For me, it began a year or so ago (yes, that long ago). I was in a job that didn’t satisfy me (I have since moved into a more fulfilling role, but more on that later), and I had perhaps too many hobbies. For one, I loved videogames, and I absolutely wanted to play every damned one. Two, I loved one particular game so much (a game called Warframe) that I started a podcast with a friend, which became relatively popular, at least by my terms. Over three years of recording, this was a weekly commitment, occasionally more than once per week, and it took up a lot of my time — planning, recording, editing, posting. I tried making other podcasts during this time as well — I started a solo podcast about my love of horror, and a second one based on another videogame. These both died within a couple of months, as I just didn’t have the time or energy. If only I had noticed at this point.
When we were all thrust onto lockdown, I rediscovered a part of me that had been dormant since my adolescence. My desire to write. As a child, I wrote constantly. In my late teens, I continued this, working on several novels and several short stories, all of which were sadly lost to time and poor organisation. As I entered my early 20s, I got into drinking and socialising, and put writing behind me for the next 20 or so years…
But lockdown didn’t just prompt me to write, it also exacerbated the burnout process, by way of increased anxiety. Sure, I got a new job, but it came with increased responsibility, and lockdown itself imposed its own frustrations and stresses.
I realised I was really burning out at the start of 2021, and thought that perhaps reducing my responsibilities around the Warframe podcast might help. We dropped back to recording twice a month.
But this didn’t ease my symptoms. Not only did they continue, they got worse. In May this year, along with my co-host, I decided it was time to end the podcast for good, which will finally happen this week — and to be clear, I doexpect this will have a positive effect on my mental health.

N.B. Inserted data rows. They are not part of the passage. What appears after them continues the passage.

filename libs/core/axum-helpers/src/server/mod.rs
//! Server infrastructure module.
//!
//! This module provides:
//! - Router setup with OpenAPI documentation and shared middleware
//! - Health and readiness endpoints
//! - Graceful shutdown coordination
//!
//! # Example
//!
//! ```ignore
//! use axum_helpers::server::{create_production_app, create_router, health_router};
//! use core_config::app_info;
//!
//! let router = create_router::<ApiDoc>(api_routes).await?;
//! let app = router.merge(health_router(app_info!()));
//!
//! create_production_app(app, &config.server, config.server.shutdown_timeout(), async {}).await?;
//! ```

pub mod app;
pub mod health;
pub mod shutdown;

pub use app::{create_production_app, create_router, create_router_with_origins};
pub use health::{HealthCheckFuture, HealthResponse, health_router, run_health_checks};
pub use shutdown::ShutdownCoordinator;
use std::future::Future;
use std::time::Duration;
use tracing::{debug, warn};

/// Backoff policy for connection attempts made during startup.
#[derive(Debug, Clone)]
pub struct RetryConfig {
    /// Retries after the first attempt
    pub max_retries: u32,

    /// Delay before the first retry in milliseconds
    pub initial_delay_ms: u64,

    /// Cap applied to every computed delay in milliseconds
    pub max_delay_ms: u64,

    /// Growth factor between consecutive delays
    pub backoff_multiplier: f64,

    /// Randomize each delay between 50% and 100% of its computed value
    pub use_jitter: bool,
}

impl RetryConfig {
    /// Defaults: 3 retries, 100ms initial delay, 5s cap, x2 growth, jitter on.
    pub fn new() -> Self {
        Self::default()
    }

    pub fn with_max_retries(mut self, max_retries: u32) -> Self {
        self.max_retries = max_retries;
        self
    }

    pub fn with_initial_delay(mut self, delay_ms: u64) -> Self {
        self.initial_delay_ms = delay_ms;
        self
    }

    pub fn with_max_delay(mut self, delay_ms: u64) -> Self {
        self.max_delay_ms = delay_ms;
        self
    }

    pub fn with_backoff_multiplier(mut self, multiplier: f64) -> Self {
        self.backoff_multiplier = multiplier;
        self
    }

    pub fn without_jitter(mut self) -> Self {
        self.use_jitter = false;
        self
    }

    /// Delay before retry number `retry` (1-based), before jitter.
    pub fn delay_for(&self, retry: u32) -> Duration {
        let exponent = retry.saturating_sub(1) as i32;
        let raw = self.initial_delay_ms as f64 * self.backoff_multiplier.powi(exponent);
        let capped = raw.min(self.max_delay_ms as f64).max(0.0) as u64;
        Duration::from_millis(capped)
    }
}

impl Default for RetryConfig {
    fn default() -> Self {
        Self {
            max_retries: 3,
            initial_delay_ms: 100,
            max_delay_ms: 5000,
            backoff_multiplier: 2.0,
            use_jitter: true,
        }
    }
}

/// Retry an async operation with exponential backoff.
///
/// # Example
/// ```ignore
/// use database::common::{retry_with_backoff, RetryConfig};
/// use database::mongodb::{connect_from_config, MongoConfig};
///
/// let mongo = MongoConfig::with_database("mongodb://localhost:27017", "catalog");
/// let client = retry_with_backoff(
///     || connect_from_config(&mongo),
///     RetryConfig::new().with_max_retries(5),
/// )
/// .await?;
/// ```
pub async fn retry_with_backoff<F, Fut, T, E>(mut operation: F, config: RetryConfig) -> Result<T, E>
where
    F: FnMut() -> Fut,
    Fut: Future<Output = Result<T, E>>,
    E: std::fmt::Display,
{
    let mut retry = 0;

    loop {
        match operation().await {
            Ok(result) => {
                if retry > 0 {
                    debug!(retries = retry, "Operation succeeded after retrying");
                }
                return Ok(result);
            }
            Err(e) if retry >= config.max_retries => {
                warn!(attempts = retry + 1, error = %e, "Operation failed, giving up");
                return Err(e);
            }
            Err(e) => {
                retry += 1;
                let mut delay = config.delay_for(retry);
                if config.use_jitter {
                    delay = apply_jitter(delay);
                }

                debug!(
                    retry,
                    max_retries = config.max_retries,
                    delay_ms = delay.as_millis() as u64,
                    error = %e,
                    "Operation failed, retrying"
                );

                tokio::time::sleep(delay).await;
            }
        }
    }
}

/// Scale a delay to a pseudo-random value between 50% and 100% of it.
fn apply_jitter(delay: Duration) -> Duration {
    use std::collections::hash_map::RandomState;
    use std::hash::BuildHasher;

    let factor = (RandomState::new().hash_one(std::time::SystemTime::now()) % 50) as f64 / 100.0 + 0.5;
    delay.mul_f64(factor)
}

/// Retry with [`RetryConfig::default`].
pub async fn retry<F, Fut, T, E>(operation: F) -> Result<T, E>
where
    F: FnMut() -> Fut,
    Fut: Future<Output = Result<T, E>>,
    E: std::fmt::Display,
{
    retry_with_backoff(operation, RetryConfig::default()).await
}

#[cfg(test)]
mod tests {
    use super::*;
    use std::sync::Arc;
    use std::sync::atomic::{AtomicU32, Ordering};

    #[tokio::test]
    async fn test_retry_success_first_attempt() {
        let counter = Arc::new(AtomicU32::new(0));
        let counter_clone = counter.clone();

        let result = retry(|| {
            let counter = counter_clone.clone();
            async move {
                counter.fetch_add(1, Ordering::SeqCst);
                Ok::<_, String>("connected")
            }
        })
        .await;

        assert_eq!(result.unwrap(), "connected");
        assert_eq!(counter.load(Ordering::SeqCst), 1);
    }

    #[tokio::test]
    async fn test_retry_success_after_failures() {
        let counter = Arc::new(AtomicU32::new(0));
        let counter_clone = counter.clone();

        let config = RetryConfig::new().with_initial_delay(10).without_jitter();

        let result = retry_with_backoff(
            || {
                let counter = counter_clone.clone();
                async move {
                    let count = counter.fetch_add(1, Ordering::SeqCst);
                    if count < 2 {
                        Err(format!("server selection timeout #{}", count + 1))
                    } else {
                        Ok("connected")
                    }
                }
            },
            config,
        )
        .await;

        assert_eq!(result.unwrap(), "connected");
        assert_eq!(counter.load(Ordering::SeqCst), 3);
    }

    #[tokio::test]
    async fn test_retry_max_retries_exceeded() {
        let counter = Arc::new(AtomicU32::new(0));
        let counter_clone = counter.clone();

        let config = RetryConfig::new()
            .with_max_retries(2)
            .with_initial_delay(10)
            .without_jitter();

        let result = retry_with_backoff(
            || {
                let counter = counter_clone.clone();
                async move {
                    counter.fetch_add(1, Ordering::SeqCst);
                    Err::<String, _>("connection refused")
                }
            },
            config,
        )
        .await;

        assert_eq!(result.unwrap_err(), "connection refused");
        assert_eq!(counter.load(Ordering::SeqCst), 3); // 1 initial + 2 retries
    }

    #[test]
    fn test_delay_grows_and_caps() {
        let config = RetryConfig::new()
            .with_initial_delay(100)
            .with_max_delay(350)
            .without_jitter();

        assert_eq!(config.delay_for(1), Duration::from_millis(100));
        assert_eq!(config.delay_for(2), Duration::from_millis(200));
        assert_eq!(config.delay_for(3), Duration::from_millis(350));
        assert_eq!(config.delay_for(10), Duration::from_millis(350));
    }

    #[test]
    fn test_custom_multiplier() {
        let config = RetryConfig::new()
            .with_initial_delay(10)
            .with_backoff_multiplier(3.0);

        assert_eq!(config.delay_for(3), Duration::from_millis(90));
    }

    #[test]
    fn test_apply_jitter_stays_in_range() {
        let delay = Duration::from_millis(1000);
        for _ in 0..10 {
            let jittered = apply_jitter(delay);
            assert!(jittered >= Duration::from_millis(500));
            assert!(jittered <= delay);
        }
    }
}
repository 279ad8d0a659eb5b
//! Utilities shared by the database connectors

pub mod retry;

pub use retry::{RetryConfig, retry, retry_with_backoff};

The concern rose, though, when I stopped writing. The decision to cut back on the podcast earlier this year, followed not long after by the completion of my book, encouraged me to start writing something new. The decision to end the podcast encouraged me even further, and in June this year, I was writing 5000 words per day (which is quite a lot for someone who writes as a side project), across three book projects, one of which I was hoping to finish by the end of July.
In early July, I stopped writing, halfway through a chapter (which is strange for me, as I generally like to finish a chapter before I end a writing session). I haven’t been able to write since. That book I’d hoped to finish by the end of July? Half done.
Some may call this writer’s block, but I encourage all writers to look within themselves for their true feelings, because in this case I know it isn’t writer’s block. Every time I’ve encountered a block, it was due to me being confused about the direction the book was headed — I couldn’t write if I didn’t know what to write.
No, I know where each of the books I’m working on are headed — there is no one book that might be holding me back, let alone all three. The problem is that I want to write, but even the thought of writing instantly drains my energy. And there’s just nothing I can do to power through it.
And on the topic of videogames, in case you’re wondering, they barely hold my attention for more than 30 minutes these days.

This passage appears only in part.